26. Past (2)

71.2K 3.6K 11
                                    

Hari berganti hari minggu berganti minggu. Setiap harinya bertambah buruk bagi Rafa. Rumah bukan lagi rumah untuk Rafa. Rumahnya bagaikan neraka. Semuanya begitu menyiksa.

Keadaan Aleya semakin memburuk. Kemungkinan itu bertambah kecil setiap waktunya. Bahkan Aleya sudah lemas untuk berjalan. Alhasil dia duduk di kursi roda, ditambah rambutnya yang kian menipis.

Keadaan papa? Keadaan mama? Papa Rafa semakin jarang pulang, bahkan dia sampai pulang dalam keadaan mabuk. Lalu, barang barang banyak yang pecah. Papa Rafa jadi sering bermain tangan yang mengakibatkan Anna mendapat beberapa luka lebam. 

Rafa tidak mengharapkan ini semua terjadi. Tidak ada yang mengharapkan ini terjadi. Di tambah semua datang dalam waktu yang singkat dan secara bersamaan.

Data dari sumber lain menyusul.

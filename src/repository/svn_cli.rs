//! `svn` command line client backend
//!
//! Working copy metadata is loaded once at startup from `svn info -R` and
//! `svn propget svn:mime-type -R`; diffs are requested per call.

use super::diff_parse::{self, DiffSummary, BINARY_MARKER};
use super::{
    DiffProvider, FileDiff, RepositoryError, RepositoryMetadata, RepositoryResult, WorkingCopy,
};
use crate::models::{LineDiff, RevisionNumber};
use regex::Regex;
use std::collections::{HashMap, HashSet};
use std::path::Path;
use std::process::Command;
use std::sync::OnceLock;
use tracing::{debug, info, trace};

/// Oldest client whose `svn info` output carries the repository root.
pub const MINIMUM_VERSION: (u32, u32, u32) = (1, 3, 10);
/// Oldest client supporting `svn diff -c`.
pub const MINIMUM_VERSION_PER_REVISION: (u32, u32, u32) = (1, 4, 0);

/// Optional credentials passed to every `svn` call.
#[derive(Debug, Clone, Default)]
pub struct SvnCredentials {
    pub username: Option<String>,
    pub password: Option<String>,
}

impl SvnCredentials {
    fn args(&self) -> Vec<String> {
        let mut args = Vec::new();
        if let Some(user) = &self.username {
            args.push("--username".to_string());
            args.push(user.clone());
            if let Some(password) = &self.password {
                args.push("--password".to_string());
                args.push(password.clone());
            }
            args.push("--no-auth-cache".to_string());
        }
        args.push("--non-interactive".to_string());
        args
    }
}

/// Parsed `svn info -R` output.
#[derive(Debug, Clone, Default)]
struct SvnInfo {
    root_url: String,
    repository_root: String,
    uuid: String,
    root_revision: Option<RevisionNumber>,
    /// Module-relative path -> last changed revision.
    revisions: HashMap<String, RevisionNumber>,
    directories: HashSet<String>,
}

/// Repository access through the `svn` executable.
pub struct SvnCommandLine {
    working_copy: WorkingCopy,
    credentials: SvnCredentials,
    version: String,
    info: SvnInfo,
    module_name: String,
    binary_files: HashSet<String>,
}

impl SvnCommandLine {
    /// Opens the working copy at `path`.
    ///
    /// Fails with a fatal error if the client is missing or too old, or if
    /// the working copy does not report a repository root and UUID.
    pub fn open(path: &Path, credentials: SvnCredentials) -> RepositoryResult<Self> {
        let working_copy = WorkingCopy::new(path);
        let version = check_version(path)?;
        info!("Using Subversion {}", version);

        let mut backend = Self {
            working_copy,
            credentials,
            version,
            info: SvnInfo::default(),
            module_name: String::new(),
            binary_files: HashSet::new(),
        };

        let output = backend.run(&["info", "-R"])?;
        let info = parse_info(&output)?;
        backend.module_name = module_name(&info.root_url, &info.repository_root);
        debug!(
            "svn info: {} paths, {} directories, module '{}'",
            info.revisions.len(),
            info.directories.len(),
            backend.module_name
        );
        backend.info = info;

        match backend.run(&["propget", "svn:mime-type", "-R"]) {
            Ok(output) => backend.binary_files = parse_binary_files(&output),
            Err(e) => info!("Unable to load mime types: {}", e),
        }

        Ok(backend)
    }

    pub fn version(&self) -> &str {
        &self.version
    }

    /// Whether `svn diff -c` is available (one call per revision).
    pub fn supports_per_revision_diff(&self) -> bool {
        parse_version_triple(&self.version).is_some_and(|v| v >= MINIMUM_VERSION_PER_REVISION)
    }

    pub fn root_url(&self) -> &str {
        &self.info.root_url
    }

    fn relative_to_url(&self, relative: &str) -> String {
        let relative = relative.replace('\\', "/");
        let url = if relative == "." || relative.is_empty() {
            self.info.root_url.clone()
        } else {
            format!(
                "{}/{}",
                self.info.root_url,
                relative.strip_suffix('/').unwrap_or(&relative)
            )
        };
        url.replace(' ', "%20")
    }

    fn run(&self, args: &[&str]) -> RepositoryResult<String> {
        let command_line = format!("svn {}", args.join(" "));
        trace!(
            "{:?} firing command line: [{}]",
            std::thread::current().name(),
            command_line
        );

        let output = Command::new("svn")
            .args(args)
            .args(self.credentials.args())
            .current_dir(self.working_copy.root())
            .output()?;

        let stdout = String::from_utf8_lossy(&output.stdout).into_owned();
        if !output.status.success() {
            let stderr = String::from_utf8_lossy(&output.stderr).into_owned();
            if stderr.contains(BINARY_MARKER) {
                return Err(RepositoryError::BinaryContent);
            }
            return Err(RepositoryError::CommandFailed {
                command: command_line,
                message: stderr.trim().to_string(),
            });
        }
        Ok(stdout)
    }
}

impl DiffProvider for SvnCommandLine {
    fn line_diff(
        &self,
        old: RevisionNumber,
        new: RevisionNumber,
        path: &str,
    ) -> RepositoryResult<LineDiff> {
        let url = self.relative_to_url(path);
        let old_target = format!("{}@{}", url, old);
        let new_target = format!("{}@{}", url, new);
        let output = self.run(&["diff", "--old", &old_target, "--new", &new_target])?;

        match diff_parse::parse_diff(&output) {
            DiffSummary::Lines(lines) => Ok(lines),
            DiffSummary::Binary => Err(RepositoryError::BinaryContent),
            DiffSummary::Unknown => Err(RepositoryError::InconclusiveDiff {
                path: path.to_string(),
                old,
                new,
            }),
        }
    }

    fn revision_diff(&self, revision: RevisionNumber) -> RepositoryResult<Vec<FileDiff>> {
        let change = revision.to_string();
        let output = self.run(&["diff", "-c", &change, &self.info.root_url])?;
        Ok(diff_parse::parse_revision_diff(&output))
    }
}

impl RepositoryMetadata for SvnCommandLine {
    fn line_count(&self, path: &str) -> RepositoryResult<i64> {
        self.working_copy.line_count(path)
    }

    fn is_directory(&self, path: &str) -> bool {
        self.info.directories.contains(path)
    }

    fn exists_in_working_copy(&self, path: &str) -> bool {
        self.info.revisions.contains_key(path)
    }

    fn is_binary(&self, path: &str) -> bool {
        self.binary_files.contains(path)
    }

    fn working_revision(&self, path: &str) -> Option<RevisionNumber> {
        self.info.revisions.get(path).copied()
    }

    fn root_revision(&self) -> Option<RevisionNumber> {
        self.info.root_revision
    }

    fn repository_uuid(&self) -> &str {
        &self.info.uuid
    }

    fn module_name(&self) -> &str {
        &self.module_name
    }
}

fn version_regex() -> &'static Regex {
    static RE: OnceLock<Regex> = OnceLock::new();
    RE.get_or_init(|| Regex::new(r"(\d+)\.(\d+)\.(\d+)").expect("valid version regex"))
}

fn parse_version_triple(version: &str) -> Option<(u32, u32, u32)> {
    let caps = version_regex().captures(version)?;
    Some((
        caps[1].parse().ok()?,
        caps[2].parse().ok()?,
        caps[3].parse().ok()?,
    ))
}

/// Extracts the client version from `svn --version` output.
fn parse_version(output: &str) -> Option<String> {
    output
        .lines()
        .find_map(|line| version_regex().find(line))
        .map(|m| m.as_str().to_string())
}

fn format_version((major, minor, patch): (u32, u32, u32)) -> String {
    format!("{}.{}.{}", major, minor, patch)
}

fn check_version(working_copy: &Path) -> RepositoryResult<String> {
    let required = format_version(MINIMUM_VERSION);
    let output = Command::new("svn")
        .arg("--version")
        .current_dir(working_copy)
        .output()
        .map_err(|e| RepositoryError::VersionMismatch {
            found: format!("no usable svn client ({})", e),
            required: required.clone(),
        })?;

    let stdout = String::from_utf8_lossy(&output.stdout);
    let version = parse_version(&stdout).ok_or_else(|| RepositoryError::VersionMismatch {
        found: "unknown version".to_string(),
        required: required.clone(),
    })?;

    match parse_version_triple(&version) {
        Some(found) if found >= MINIMUM_VERSION => Ok(version),
        _ => Err(RepositoryError::VersionMismatch {
            found: version,
            required,
        }),
    }
}

/// Parses the plain-text output of `svn info -R` run at the working copy root.
fn parse_info(output: &str) -> RepositoryResult<SvnInfo> {
    let mut info = SvnInfo::default();

    for block in output.split("\n\n") {
        let mut path = None;
        let mut url = None;
        let mut kind = None;
        let mut revision = None;
        let mut last_changed = None;
        let mut repository_root = None;
        let mut uuid = None;

        for line in block.lines() {
            let Some((key, value)) = line.split_once(": ") else {
                continue;
            };
            let value = value.trim();
            match key.trim() {
                "Path" => path = Some(value.replace('\\', "/")),
                "URL" => url = Some(value.to_string()),
                "Node Kind" => kind = Some(value.to_string()),
                "Revision" => revision = value.parse::<RevisionNumber>().ok(),
                "Last Changed Rev" => last_changed = value.parse::<RevisionNumber>().ok(),
                "Repository Root" => repository_root = Some(value.to_string()),
                "Repository UUID" => uuid = Some(value.to_string()),
                _ => {}
            }
        }

        let Some(path) = path else {
            continue;
        };
        let path = path.strip_prefix("./").unwrap_or(&path).to_string();

        if path == "." && info.root_url.is_empty() {
            info.root_url = url.clone().unwrap_or_default();
            info.root_revision = revision;
            info.repository_root = repository_root.unwrap_or_default();
            info.uuid = uuid.unwrap_or_default();
        }
        if let Some(rev) = last_changed.or(revision) {
            info.revisions.insert(path.clone(), rev);
        }
        if kind.as_deref() == Some("directory") {
            info.directories.insert(path);
        }
    }

    if info.root_url.is_empty() || info.repository_root.is_empty() {
        return Err(RepositoryError::MissingMetadata(format!(
            "repository root not available; check out the module with Subversion {} or newer",
            format_version(MINIMUM_VERSION)
        )));
    }
    if info.uuid.is_empty() {
        return Err(RepositoryError::MissingMetadata(
            "repository UUID not available".to_string(),
        ));
    }
    Ok(info)
}

/// Module name: the root URL with the repository root stripped, decoded.
fn module_name(root_url: &str, repository_root: &str) -> String {
    match root_url.strip_prefix(repository_root) {
        Some(rest) => percent_decode(rest),
        None => {
            info!("Unable to process module name.");
            String::new()
        }
    }
}

fn percent_decode(input: &str) -> String {
    let bytes = input.as_bytes();
    let mut out = Vec::with_capacity(bytes.len());
    let mut i = 0;
    while i < bytes.len() {
        if bytes[i] == b'%' && i + 2 < bytes.len() {
            let decoded = std::str::from_utf8(&bytes[i + 1..i + 3])
                .ok()
                .and_then(|hex| u8::from_str_radix(hex, 16).ok());
            if let Some(byte) = decoded {
                out.push(byte);
                i += 3;
                continue;
            }
        }
        out.push(bytes[i]);
        i += 1;
    }
    String::from_utf8_lossy(&out).into_owned()
}

/// Paths whose `svn:mime-type` is not textual.
fn parse_binary_files(output: &str) -> HashSet<String> {
    const OCTET_STREAM: &str = " - application/octet-stream";
    output
        .lines()
        .filter_map(|line| {
            let line = line.replace('\\', "/");
            let separator = line.rfind(" - ")?;
            let textual = line[separator..].starts_with(" - text/");
            if line.ends_with(OCTET_STREAM) || !textual {
                Some(line[..separator].to_string())
            } else {
                None
            }
        })
        .collect()
}
use std::path::{Path, PathBuf};

use crate::slot::{PathSlot, SlotKind};

#[derive(Debug, Clone, PartialEq, Eq, thiserror::Error)]
pub enum AssignError {
    #[error("The source and destination paths can't be the same.")]
    DuplicatePath { slot: SlotKind, path: PathBuf },
}

/// The source and destination slots. The two never hold the same path.
#[derive(Clone, Debug, PartialEq, Eq)]
pub struct PairState {
    source: PathSlot,
    destination: PathSlot,
}

impl Default for PairState {
    fn default() -> Self {
        Self {
            source: PathSlot::new(SlotKind::Source),
            destination: PathSlot::new(SlotKind::Destination),
        }
    }
}

impl PairState {
    pub fn new() -> Self {
        Self::default()
    }

    pub fn slot(&self, kind: SlotKind) -> &PathSlot {
        match kind {
            SlotKind::Source => &self.source,
            SlotKind::Destination => &self.destination,
        }
    }

    fn slot_mut(&mut self, kind: SlotKind) -> &mut PathSlot {
        match kind {
            SlotKind::Source => &mut self.source,
            SlotKind::Destination => &mut self.destination,
        }
    }

    pub fn source(&self) -> &PathSlot {
        &self.source
    }

    pub fn destination(&self) -> &PathSlot {
        &self.destination
    }

    /// Puts `path` into `kind`, overwriting whatever the slot held.
    ///
    /// The caller is expected to have run the path through
    /// [`crate::drop::validate`] already.
    pub fn try_assign(&mut self, kind: SlotKind, path: &Path) -> Result<(), AssignError> {
        if self.slot(kind.other()).holds(path) {
            tracing::warn!(slot = %kind, path = %path.display(), "path already used by the other slot");
            return Err(AssignError::DuplicatePath {
                slot: kind,
                path: path.to_path_buf(),
            });
        }

        self.slot_mut(kind).set(path.to_path_buf());
        tracing::info!(slot = %kind, path = %path.display(), "slot assigned");
        Ok(())
    }

    /// Both slots are filled. Slots cannot be cleared, so once this is true
    /// it stays true.
    pub fn is_ready(&self) -> bool {
        !self.source.is_empty() && !self.destination.is_empty()
    }

    pub fn first_empty(&self) -> Option<SlotKind> {
        SlotKind::ALL
            .into_iter()
            .find(|kind| self.slot(*kind).is_empty())
    }
}
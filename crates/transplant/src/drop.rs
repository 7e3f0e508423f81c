use std::path::Path;

pub const SAVE_EXTENSION: &str = "csav";

#[derive(Clone, Copy, Debug, PartialEq, Eq)]
pub enum DropDecision {
    Accept,
    Reject,
}

impl DropDecision {
    pub fn is_accept(self) -> bool {
        matches!(self, DropDecision::Accept)
    }
}

/// Decides whether a drop may land on a slot.
///
/// Exactly one path is accepted, and only when it names an existing file
/// whose extension is `csav` (compared case-sensitively). Directories never
/// count as existing saves.
pub fn validate<P>(dropped: &[P]) -> DropDecision
where
    P: AsRef<Path>,
{
    let [path] = dropped else {
        tracing::debug!(count = dropped.len(), "rejecting multi-path drop");
        return DropDecision::Reject;
    };
    let path = path.as_ref();

    if !path.is_file() {
        tracing::debug!(path = %path.display(), "rejecting drop of missing path");
        return DropDecision::Reject;
    }

    if !has_save_extension(path) {
        tracing::debug!(path = %path.display(), "rejecting drop with wrong extension");
        return DropDecision::Reject;
    }

    DropDecision::Accept
}

pub fn has_save_extension(path: &Path) -> bool {
    path.extension()
        .map(|ext| ext == SAVE_EXTENSION)
        .unwrap_or(false)
}

#[cfg(test)]
mod tests {
    use super::*;
    use std::fs;
    use std::path::PathBuf;
    use tempfile::tempdir;

    #[test]
    fn empty_and_multi_drops_are_rejected() {
        let dir = tempdir().expect("temp dir");
        let a = dir.path().join("a.csav");
        let b = dir.path().join("b.csav");
        fs::write(&a, b"a").expect("write a");
        fs::write(&b, b"b").expect("write b");

        let none: [PathBuf; 0] = [];
        assert_eq!(validate(&none), DropDecision::Reject);
        assert_eq!(validate(&[a, b]), DropDecision::Reject);
    }

    #[test]
    fn missing_path_is_rejected() {
        let dir = tempdir().expect("temp dir");
        let missing = dir.path().join("gone.csav");
        assert_eq!(validate(&[missing]), DropDecision::Reject);
    }

    #[test]
    fn directory_named_like_a_save_is_rejected() {
        let dir = tempdir().expect("temp dir");
        let folder = dir.path().join("folder.csav");
        fs::create_dir(&folder).expect("create dir");
        assert_eq!(validate(&[folder]), DropDecision::Reject);
    }

    #[test]
    fn wrong_extension_is_rejected() {
        let dir = tempdir().expect("temp dir");
        let txt = dir.path().join("notes.txt");
        let upper = dir.path().join("SAVE.CSAV");
        let bare = dir.path().join("csav");
        fs::write(&txt, b"x").expect("write txt");
        fs::write(&upper, b"x").expect("write upper");
        fs::write(&bare, b"x").expect("write bare");

        assert_eq!(validate(&[txt]), DropDecision::Reject);
        assert_eq!(validate(&[upper]), DropDecision::Reject);
        assert_eq!(validate(&[bare]), DropDecision::Reject);
    }

    #[test]
    fn existing_save_is_accepted() {
        let dir = tempdir().expect("temp dir");
        let save = dir.path().join("with space.csav");
        fs::write(&save, b"save").expect("write save");
        assert!(validate(&[save]).is_accept());
    }
}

Rafa menghempaskan tubuhnya ke kursi yang ada di lapangan. Matanya menelusuri setiap jengkal sekolahnya dari kursi ini. Rafa baru ingat, kemana pun dia mencari Aleya di sekolah ini, dia tidak akan menemukannya.

Karena Aleya memang sudah tidak sekolah. Itu membawa pengaruh banyak ke diri Rafa. Walaupun Rafa di kelilingi banyak teman, tapi tetap saja, dunianya terasa kosong bila tidak ada Aleya.

"Galau banget bro," Rafa menoleh ke kiri keasal suara lalu memejamkan mata dan menghembuskan nafas frustasi.

"Banyak pikiran lama lama bikin gila, ego." Kata Bryan lagi.

"Bacot elah gue lagi kacau gausah ngelawak." omel Rafa.

"Siapa yang ngelawak anjir. Gila lo galau gausah segininya banget napa ampe jadi oon," Bryan geleng geleng kepala. "Gue tuh bicara kenyataan."

"Bodo amat."

"Najis. Kepikiran apalagi sih lo? Ohh gue tau, lo kangen Aleya yaa?" Goda Bryan dan sialnya benar.

"Tai lo kalo ngomong bener mulu."

"Terimakasih atas pujiannya walaupun depannya rada gaenak. Tapi itu gamasalah," Bryan tersenyum bangga membuat Rafa mendengus geli. "Emang keadaan dia gimana?"

"Dia gakuat buat jalan, rambutnya mulai rontok, dan dia udah pake kursi roda." Rafa sedikit menunduk.

"YaAllah, gue jadi sedih sendiri."

Satu jitakan mendarat dengan mulus di kening Bryan dan membuatnya meringis.

"Gue juga sedih bego mana sendiri si." Cibir Rafa.

"Gausah pake jitak, setan! Sakit jir." Bryan mengelus bekas jitakan itu sementara Rafa terbahak melihat reaksi Bryan.

"Gausah ketawa lo kambing," Bryan berdiri dari duduknya. "Mau ikut ga lo?"

"Ke?"

"Jonggol," jawab Bryan asal. "Ya ngga lah, ayo main basket."

Rafa pun langsung berdiri dan berjalan mendahului Bryan menuju lapangan basket.

"Lah gue yang ngajak napa lo yang ninggalin gue?!"

•••

Bryan dan Rafa—tanpa Geo karena Geo masih menikmati liburan di luar negri sepulang sekolah bermain di rumah Bryan.